Action item: From the listing below, retype exactly the line holding "digits 0 to N-1.", the line holding "#[clap(subcommand)]", and the lines between them; skip everything else.
━━━━━ Material for this exercise ━━━━━
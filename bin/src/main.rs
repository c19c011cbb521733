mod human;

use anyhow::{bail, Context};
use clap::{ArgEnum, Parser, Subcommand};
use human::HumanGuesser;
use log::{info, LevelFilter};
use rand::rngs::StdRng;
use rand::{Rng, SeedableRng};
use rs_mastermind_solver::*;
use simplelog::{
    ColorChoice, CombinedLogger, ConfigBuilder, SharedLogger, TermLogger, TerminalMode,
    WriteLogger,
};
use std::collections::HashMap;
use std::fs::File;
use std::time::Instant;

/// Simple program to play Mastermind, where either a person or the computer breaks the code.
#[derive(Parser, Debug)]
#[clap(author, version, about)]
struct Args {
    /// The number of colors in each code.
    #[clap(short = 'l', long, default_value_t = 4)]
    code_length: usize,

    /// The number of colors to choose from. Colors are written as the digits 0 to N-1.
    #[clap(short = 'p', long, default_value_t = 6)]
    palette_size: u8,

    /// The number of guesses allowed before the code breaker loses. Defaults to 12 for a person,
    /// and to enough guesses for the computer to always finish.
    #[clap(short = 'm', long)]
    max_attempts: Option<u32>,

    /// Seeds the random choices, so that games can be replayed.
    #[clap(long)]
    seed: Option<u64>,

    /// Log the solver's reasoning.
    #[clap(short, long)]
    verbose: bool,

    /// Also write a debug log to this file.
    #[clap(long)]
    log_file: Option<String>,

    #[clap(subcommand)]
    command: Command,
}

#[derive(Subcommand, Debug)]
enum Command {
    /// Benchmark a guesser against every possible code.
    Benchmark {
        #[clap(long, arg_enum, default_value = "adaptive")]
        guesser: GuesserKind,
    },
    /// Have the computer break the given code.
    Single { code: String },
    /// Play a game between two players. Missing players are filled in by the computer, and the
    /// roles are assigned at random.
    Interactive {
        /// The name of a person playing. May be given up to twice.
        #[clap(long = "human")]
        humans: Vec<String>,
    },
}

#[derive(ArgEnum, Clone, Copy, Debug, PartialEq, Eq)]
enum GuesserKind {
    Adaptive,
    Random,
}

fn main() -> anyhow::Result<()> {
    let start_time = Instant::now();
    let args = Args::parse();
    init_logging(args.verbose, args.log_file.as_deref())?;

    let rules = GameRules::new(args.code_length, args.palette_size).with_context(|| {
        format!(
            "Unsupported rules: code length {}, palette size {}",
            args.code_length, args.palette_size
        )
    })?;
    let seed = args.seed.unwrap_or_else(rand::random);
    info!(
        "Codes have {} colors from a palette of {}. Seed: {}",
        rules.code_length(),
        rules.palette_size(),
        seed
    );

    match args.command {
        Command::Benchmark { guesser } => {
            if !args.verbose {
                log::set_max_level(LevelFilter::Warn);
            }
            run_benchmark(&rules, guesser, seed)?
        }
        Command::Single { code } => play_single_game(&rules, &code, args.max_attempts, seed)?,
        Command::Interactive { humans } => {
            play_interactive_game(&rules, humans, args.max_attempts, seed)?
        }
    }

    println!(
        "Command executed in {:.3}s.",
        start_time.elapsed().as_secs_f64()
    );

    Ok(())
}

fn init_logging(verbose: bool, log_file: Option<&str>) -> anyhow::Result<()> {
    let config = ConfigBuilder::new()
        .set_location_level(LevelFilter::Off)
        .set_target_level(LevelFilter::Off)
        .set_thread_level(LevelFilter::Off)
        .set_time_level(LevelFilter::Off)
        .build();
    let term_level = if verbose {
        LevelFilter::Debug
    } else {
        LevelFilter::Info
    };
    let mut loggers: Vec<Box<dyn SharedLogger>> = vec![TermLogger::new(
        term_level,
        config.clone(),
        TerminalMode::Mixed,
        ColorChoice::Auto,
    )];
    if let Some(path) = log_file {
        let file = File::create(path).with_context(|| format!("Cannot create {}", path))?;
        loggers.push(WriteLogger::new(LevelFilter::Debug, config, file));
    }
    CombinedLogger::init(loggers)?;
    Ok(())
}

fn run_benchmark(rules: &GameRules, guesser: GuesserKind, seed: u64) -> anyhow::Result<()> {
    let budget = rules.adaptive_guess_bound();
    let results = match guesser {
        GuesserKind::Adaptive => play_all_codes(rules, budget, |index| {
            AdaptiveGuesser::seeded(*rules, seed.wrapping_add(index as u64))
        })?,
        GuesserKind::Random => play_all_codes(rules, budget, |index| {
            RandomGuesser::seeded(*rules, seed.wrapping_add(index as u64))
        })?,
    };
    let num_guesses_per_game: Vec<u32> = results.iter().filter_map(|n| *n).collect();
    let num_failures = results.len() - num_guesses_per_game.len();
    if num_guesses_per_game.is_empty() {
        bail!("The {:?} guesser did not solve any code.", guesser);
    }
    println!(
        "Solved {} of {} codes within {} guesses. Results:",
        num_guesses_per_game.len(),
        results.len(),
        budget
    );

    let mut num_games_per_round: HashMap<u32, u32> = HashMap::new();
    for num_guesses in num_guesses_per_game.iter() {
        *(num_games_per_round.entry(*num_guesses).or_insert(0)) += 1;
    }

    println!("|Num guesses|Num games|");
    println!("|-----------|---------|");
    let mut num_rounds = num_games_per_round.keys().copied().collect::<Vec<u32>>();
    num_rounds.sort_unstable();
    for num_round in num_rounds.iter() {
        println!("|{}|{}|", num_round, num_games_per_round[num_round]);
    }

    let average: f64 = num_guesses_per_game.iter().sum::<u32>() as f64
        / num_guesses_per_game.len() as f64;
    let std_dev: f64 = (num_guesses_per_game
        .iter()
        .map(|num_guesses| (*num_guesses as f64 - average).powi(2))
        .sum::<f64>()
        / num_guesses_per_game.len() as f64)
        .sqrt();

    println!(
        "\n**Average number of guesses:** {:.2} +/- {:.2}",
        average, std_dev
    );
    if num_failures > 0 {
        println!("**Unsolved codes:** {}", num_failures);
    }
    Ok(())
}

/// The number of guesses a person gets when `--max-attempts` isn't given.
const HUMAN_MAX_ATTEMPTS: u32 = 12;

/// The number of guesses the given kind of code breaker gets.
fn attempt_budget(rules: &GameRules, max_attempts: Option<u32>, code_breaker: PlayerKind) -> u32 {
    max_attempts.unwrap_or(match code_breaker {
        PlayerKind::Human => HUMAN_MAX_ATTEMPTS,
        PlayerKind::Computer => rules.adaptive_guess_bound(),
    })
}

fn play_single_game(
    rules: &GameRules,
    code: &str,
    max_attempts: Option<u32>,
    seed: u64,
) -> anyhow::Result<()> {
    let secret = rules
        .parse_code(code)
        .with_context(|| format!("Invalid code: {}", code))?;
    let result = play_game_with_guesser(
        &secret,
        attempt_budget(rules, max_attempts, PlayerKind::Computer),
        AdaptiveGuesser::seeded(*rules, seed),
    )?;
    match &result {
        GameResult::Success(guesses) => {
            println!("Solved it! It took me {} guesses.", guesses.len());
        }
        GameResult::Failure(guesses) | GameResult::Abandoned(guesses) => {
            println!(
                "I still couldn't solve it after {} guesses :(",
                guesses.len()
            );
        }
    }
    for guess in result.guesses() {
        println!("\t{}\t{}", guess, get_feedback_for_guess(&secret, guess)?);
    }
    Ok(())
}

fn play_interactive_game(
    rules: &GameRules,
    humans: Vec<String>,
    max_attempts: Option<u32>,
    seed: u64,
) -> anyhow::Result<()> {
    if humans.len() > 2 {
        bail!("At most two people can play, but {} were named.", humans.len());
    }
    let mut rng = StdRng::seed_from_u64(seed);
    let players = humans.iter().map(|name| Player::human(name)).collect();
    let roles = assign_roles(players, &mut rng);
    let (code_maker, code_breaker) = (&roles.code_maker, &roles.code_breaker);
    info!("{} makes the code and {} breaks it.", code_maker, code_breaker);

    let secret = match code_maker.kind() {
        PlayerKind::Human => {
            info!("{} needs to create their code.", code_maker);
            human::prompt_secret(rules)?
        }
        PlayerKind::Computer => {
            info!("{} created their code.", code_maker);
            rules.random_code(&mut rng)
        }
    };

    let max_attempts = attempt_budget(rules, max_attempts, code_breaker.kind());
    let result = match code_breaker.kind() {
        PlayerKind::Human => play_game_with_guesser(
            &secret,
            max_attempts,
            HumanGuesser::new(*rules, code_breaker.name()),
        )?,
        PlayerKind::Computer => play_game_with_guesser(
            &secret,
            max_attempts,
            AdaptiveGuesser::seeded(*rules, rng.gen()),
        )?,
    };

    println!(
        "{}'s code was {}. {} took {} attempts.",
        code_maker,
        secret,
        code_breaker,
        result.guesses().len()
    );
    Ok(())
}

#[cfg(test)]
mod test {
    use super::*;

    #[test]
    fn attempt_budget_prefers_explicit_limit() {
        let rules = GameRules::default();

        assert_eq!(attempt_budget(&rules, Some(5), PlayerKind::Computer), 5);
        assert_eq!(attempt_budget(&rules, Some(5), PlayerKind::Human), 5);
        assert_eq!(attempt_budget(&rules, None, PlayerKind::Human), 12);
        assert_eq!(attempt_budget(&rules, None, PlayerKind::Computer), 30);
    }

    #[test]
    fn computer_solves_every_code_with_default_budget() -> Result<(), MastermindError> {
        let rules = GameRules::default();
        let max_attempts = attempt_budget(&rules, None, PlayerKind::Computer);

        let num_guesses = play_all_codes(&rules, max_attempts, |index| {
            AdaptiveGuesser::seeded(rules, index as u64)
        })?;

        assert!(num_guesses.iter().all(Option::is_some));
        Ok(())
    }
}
━━━━━
━━━━━ Material for this exercise ━━━━━
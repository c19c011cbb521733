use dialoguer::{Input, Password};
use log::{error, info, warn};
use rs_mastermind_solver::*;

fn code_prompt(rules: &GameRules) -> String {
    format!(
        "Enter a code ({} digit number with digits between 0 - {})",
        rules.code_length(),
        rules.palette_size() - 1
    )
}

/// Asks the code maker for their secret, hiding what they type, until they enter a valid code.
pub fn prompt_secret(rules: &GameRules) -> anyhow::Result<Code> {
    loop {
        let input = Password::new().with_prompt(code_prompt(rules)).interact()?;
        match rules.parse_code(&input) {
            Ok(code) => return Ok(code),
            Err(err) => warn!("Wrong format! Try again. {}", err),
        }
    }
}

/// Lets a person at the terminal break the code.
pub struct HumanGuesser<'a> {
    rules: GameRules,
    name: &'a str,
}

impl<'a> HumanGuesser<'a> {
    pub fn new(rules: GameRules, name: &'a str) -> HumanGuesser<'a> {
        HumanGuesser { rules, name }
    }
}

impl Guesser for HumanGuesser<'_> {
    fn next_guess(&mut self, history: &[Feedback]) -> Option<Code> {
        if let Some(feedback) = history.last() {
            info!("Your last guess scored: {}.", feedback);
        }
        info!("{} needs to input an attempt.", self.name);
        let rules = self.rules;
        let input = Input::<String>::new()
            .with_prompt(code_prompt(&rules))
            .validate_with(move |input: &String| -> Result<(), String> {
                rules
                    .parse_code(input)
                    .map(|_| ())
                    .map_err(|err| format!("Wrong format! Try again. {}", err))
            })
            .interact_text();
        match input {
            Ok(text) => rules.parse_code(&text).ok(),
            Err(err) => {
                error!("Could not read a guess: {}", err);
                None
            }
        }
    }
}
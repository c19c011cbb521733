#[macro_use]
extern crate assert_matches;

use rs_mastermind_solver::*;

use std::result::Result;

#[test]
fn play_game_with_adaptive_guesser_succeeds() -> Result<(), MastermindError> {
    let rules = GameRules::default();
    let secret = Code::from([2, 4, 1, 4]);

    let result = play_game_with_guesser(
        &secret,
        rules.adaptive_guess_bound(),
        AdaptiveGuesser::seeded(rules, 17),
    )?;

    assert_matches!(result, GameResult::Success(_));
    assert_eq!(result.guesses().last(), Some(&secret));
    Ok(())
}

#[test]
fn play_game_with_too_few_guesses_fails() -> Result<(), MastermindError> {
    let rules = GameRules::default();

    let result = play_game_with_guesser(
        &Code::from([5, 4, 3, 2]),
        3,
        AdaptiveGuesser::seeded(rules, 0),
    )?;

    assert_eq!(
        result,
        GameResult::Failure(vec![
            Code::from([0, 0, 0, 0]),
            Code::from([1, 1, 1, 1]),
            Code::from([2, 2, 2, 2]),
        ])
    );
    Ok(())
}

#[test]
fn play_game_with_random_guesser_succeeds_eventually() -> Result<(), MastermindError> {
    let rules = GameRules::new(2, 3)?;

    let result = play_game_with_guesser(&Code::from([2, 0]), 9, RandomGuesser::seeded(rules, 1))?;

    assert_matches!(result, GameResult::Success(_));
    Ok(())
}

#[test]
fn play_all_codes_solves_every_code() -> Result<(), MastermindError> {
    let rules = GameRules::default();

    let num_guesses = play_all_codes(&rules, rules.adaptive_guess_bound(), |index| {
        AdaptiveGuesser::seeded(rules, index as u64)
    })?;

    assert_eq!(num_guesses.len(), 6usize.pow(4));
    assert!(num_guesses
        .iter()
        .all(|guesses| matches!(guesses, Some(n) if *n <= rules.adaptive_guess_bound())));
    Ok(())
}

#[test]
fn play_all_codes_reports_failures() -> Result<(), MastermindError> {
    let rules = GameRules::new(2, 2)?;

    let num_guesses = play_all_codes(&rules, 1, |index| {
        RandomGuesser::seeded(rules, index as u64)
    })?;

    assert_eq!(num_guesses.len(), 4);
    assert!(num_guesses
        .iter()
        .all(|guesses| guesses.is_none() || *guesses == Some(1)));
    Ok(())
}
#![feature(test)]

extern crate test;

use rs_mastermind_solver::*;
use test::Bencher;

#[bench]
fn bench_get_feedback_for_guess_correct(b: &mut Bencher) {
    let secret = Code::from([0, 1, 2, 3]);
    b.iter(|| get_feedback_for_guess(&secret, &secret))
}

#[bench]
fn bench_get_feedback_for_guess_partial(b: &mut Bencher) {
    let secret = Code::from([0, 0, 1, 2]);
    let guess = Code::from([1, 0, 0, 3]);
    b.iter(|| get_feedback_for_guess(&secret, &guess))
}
━━━━━
━━━━━ Material for this exercise ━━━━━
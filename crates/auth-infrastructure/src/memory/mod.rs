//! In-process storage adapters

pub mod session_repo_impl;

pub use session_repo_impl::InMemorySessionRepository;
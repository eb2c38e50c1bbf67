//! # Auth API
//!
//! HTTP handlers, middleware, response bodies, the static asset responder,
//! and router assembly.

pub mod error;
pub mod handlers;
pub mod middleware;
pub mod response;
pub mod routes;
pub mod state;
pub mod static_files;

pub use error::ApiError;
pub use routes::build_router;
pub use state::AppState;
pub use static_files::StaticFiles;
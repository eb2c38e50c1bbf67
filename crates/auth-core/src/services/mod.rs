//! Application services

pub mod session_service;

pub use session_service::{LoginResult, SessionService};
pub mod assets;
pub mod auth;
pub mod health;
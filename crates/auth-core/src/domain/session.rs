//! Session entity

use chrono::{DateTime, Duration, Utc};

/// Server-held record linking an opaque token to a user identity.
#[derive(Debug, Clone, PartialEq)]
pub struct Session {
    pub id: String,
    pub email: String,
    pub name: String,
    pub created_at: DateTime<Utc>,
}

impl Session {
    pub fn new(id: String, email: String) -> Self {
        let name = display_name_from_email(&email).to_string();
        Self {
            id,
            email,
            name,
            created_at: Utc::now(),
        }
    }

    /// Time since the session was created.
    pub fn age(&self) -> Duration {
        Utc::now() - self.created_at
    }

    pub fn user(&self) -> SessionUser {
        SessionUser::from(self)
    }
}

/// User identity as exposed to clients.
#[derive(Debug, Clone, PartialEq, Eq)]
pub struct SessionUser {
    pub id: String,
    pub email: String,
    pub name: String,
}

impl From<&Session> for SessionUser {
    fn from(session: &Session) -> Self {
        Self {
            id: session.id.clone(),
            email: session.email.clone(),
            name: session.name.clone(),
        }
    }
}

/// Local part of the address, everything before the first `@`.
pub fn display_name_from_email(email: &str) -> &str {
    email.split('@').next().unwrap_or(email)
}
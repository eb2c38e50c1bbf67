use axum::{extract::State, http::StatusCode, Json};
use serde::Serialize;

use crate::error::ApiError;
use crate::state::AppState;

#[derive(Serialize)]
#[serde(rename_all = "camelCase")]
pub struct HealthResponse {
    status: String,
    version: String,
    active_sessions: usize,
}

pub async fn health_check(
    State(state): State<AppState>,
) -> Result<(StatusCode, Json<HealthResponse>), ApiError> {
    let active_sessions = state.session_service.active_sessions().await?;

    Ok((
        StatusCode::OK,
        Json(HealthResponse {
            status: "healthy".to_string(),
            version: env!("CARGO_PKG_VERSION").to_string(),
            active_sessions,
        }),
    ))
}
━━━━━
Written response:
    /// The number of colors to choose from. Colors are written as the digits 0 to N-1.
    #[clap(short = 'p', long, default_value_t = 6)]
    palette_size: u8,

    /// The number of guesses allowed before the code breaker loses. Defaults to 12 for a person,
    /// and to enough guesses for the computer to always finish.
    #[clap(short = 'm', long)]
    max_attempts: Option<u32>,

    /// Seeds the random choices, so that games can be replayed.
    #[clap(long)]
    seed: Option<u64>,

    /// Log the solver's reasoning.
    #[clap(short, long)]
    verbose: bool,

    /// Also write a debug log to this file.
    #[clap(long)]
    log_file: Option<String>,

    #[clap(subcommand)]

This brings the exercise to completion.